Conversation 1
I walked into the doctor's room and spotted a Oxford handbook of clinical medicine 3rd edition on the shelf. I picked it up and while flipping through the book said "This book is ancient!"
The registrar in the room then replied, "ooh you must have one of the latest edition then"
"No no, my book is quite old too, only the 5th edition"
Registrar then said, "Don't worry even though the book is old, but the knowledge in our head is new". Which sent the 3 of us laughing our heads off.
Conversation 2
I was describing to Anuj how I met andrew, and I mentioned that andrew stole my breast surgery from me.
"I walked into the operating theatre, and I saw somebody else scrubbing into the surgery I was supposed to scrub into"
Andrew then replied, "Well, I took the work of holding the retractors for the surgery off your shoulders, besides I'm being paid to scrub in".
"But I have to pay to scrub in!" I retorted.
Conversation 3
I know I tend to ask strange questions sometimes.
Like how while I was in Kuala Kubu Bharu and I asked the doctor if women would end up having loose vaginas if they had sex more often.I know there's some sort of myth somewhere stating that.
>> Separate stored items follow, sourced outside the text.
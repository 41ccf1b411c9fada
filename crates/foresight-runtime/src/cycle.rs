//! The prediction cycle task.
//!
//! Single consumer of the ingestion channel. Scheduling is synchronous
//! inside this task, so the registry's dedup check and insert never have
//! an await between them.

use std::sync::{Arc, Mutex};

use foresight_capture::{EventCapture, RawEvent};
use foresight_classifier::ClassifierWorker;
use foresight_core::models::VisibleElement;
use foresight_core::traits::{IPageSource, IPrefetchPlatform};
use foresight_core::{BehaviorRecord, SpeculativeAction};
use foresight_features::FeatureExtractor;
use foresight_observability::{
    capture_span, classification_span, extraction_span, scheduling_span, ObservabilityEngine,
};
use foresight_prefetch::Prefetcher;
use foresight_scheduler::{ExternalHint, SpeculativeScheduler};
use tokio::sync::{mpsc, watch};
use tracing::{debug, info, Instrument};

use crate::ingest::Ingest;
use crate::runtime::lock;

pub struct CycleTask<P: IPrefetchPlatform> {
    pub(crate) classifier_name: String,
    pub(crate) capture: EventCapture,
    pub(crate) extractor: FeatureExtractor,
    pub(crate) worker: ClassifierWorker,
    pub(crate) scheduler: SpeculativeScheduler,
    pub(crate) prefetcher: Prefetcher<P>,
    pub(crate) page: Arc<dyn IPageSource>,
    pub(crate) observability: Arc<Mutex<ObservabilityEngine>>,
}

impl<P: IPrefetchPlatform> CycleTask<P> {
    pub async fn run(mut self, mut rx: mpsc::Receiver<Ingest>, mut shutdown: watch::Receiver<bool>) {
        info!(classifier = %self.classifier_name, "cycle task started");
        loop {
            tokio::select! {
                biased;
                _ = shutdown.changed() => break,
                item = rx.recv() => match item {
                    Some(item) => self.handle(item).await,
                    None => break,
                },
            }
        }
        self.worker.shutdown().await;
        info!(observed = self.capture.stats().observed, "cycle task stopped");
    }

    async fn handle(&mut self, item: Ingest) {
        match item {
            Ingest::Event(raw) => self.on_event(raw).await,
            Ingest::Hints(hints) => self.on_hints(&hints),
            Ingest::Visible(element) => self.on_visible(&element),
        }
    }

    async fn on_event(&mut self, raw: RawEvent) {
        let outcome = {
            let _span = capture_span!(raw.event_type).entered();
            self.capture.observe_with_trigger(raw)
        };
        let stats = self.capture.stats();
        lock(&self.observability)
            .metrics
            .pipeline
            .set_buffer(self.capture.len(), stats.dropped);

        if let Some(outcome) = outcome {
            if outcome.trigger {
                self.run_cycle(outcome.record.timestamp_ms()).await;
            }
        }
    }

    /// capture window → features → predictions → accuracy feedback →
    /// actions → one prefetch task per new action.
    async fn run_cycle(&mut self, at_ms: u64) {
        let window: Vec<BehaviorRecord> = self.capture.window(self.extractor.window_size());
        let env = self.page.environment(at_ms);
        let features = {
            let _span = extraction_span!(window.len()).entered();
            self.extractor.extract(&window, &env)
        };

        let predictions = self
            .worker
            .classify(features)
            .instrument(classification_span!(self.classifier_name))
            .await;

        let page = self.page.page();
        let accuracy = {
            let mut observability = lock(&self.observability);
            observability.record_predictions(&predictions, at_ms, &window);
            observability.accuracy()
        };

        let actions = {
            let threshold = self.scheduler.threshold(&accuracy);
            let _span = scheduling_span!(predictions.len(), threshold).entered();
            self.scheduler
                .schedule(&predictions, &page, &accuracy, self.prefetcher.clock().now_ms())
        };
        lock(&self.observability).record_cycle(predictions.len(), actions.len());
        debug!(
            predictions = predictions.len(),
            actions = actions.len(),
            "prediction cycle finished"
        );
        self.dispatch(actions);
    }

    fn on_hints(&mut self, hints: &[ExternalHint]) {
        let now = self.prefetcher.clock().now_ms();
        let actions = self.scheduler.schedule_external(hints, now);
        self.dispatch(actions);
    }

    fn on_visible(&mut self, element: &VisibleElement) {
        let now = self.prefetcher.clock().now_ms();
        let actions = self.scheduler.schedule_visible_element(element, now);
        self.dispatch(actions);
    }

    fn dispatch(&self, actions: Vec<SpeculativeAction>) {
        for action in actions {
            let prefetcher = self.prefetcher.clone();
            let observability = Arc::clone(&self.observability);
            tokio::spawn(async move {
                let outcome = prefetcher.execute(action).await;
                if outcome.swept {
                    return;
                }
                lock(&observability).record_outcome(
                    outcome.status,
                    outcome.duration,
                    outcome.cache_hit,
                );
            });
        }
    }
}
I think her replied was probably no.
Or the other time when I asked my senior was graduating and he was gonna wear a kilt, and I asked him whether he was gonna wear underwear underneath his kilt, cause I read somewhere that scottish men didn't wear underwear when they're wearing kilts, and I think I even spotted pictures on the net of men caught on camera not wearing underwear when the wind came and blew their kilts up into the air. hahaha~! Anyway, I think he was too embrassed to reply me in the end.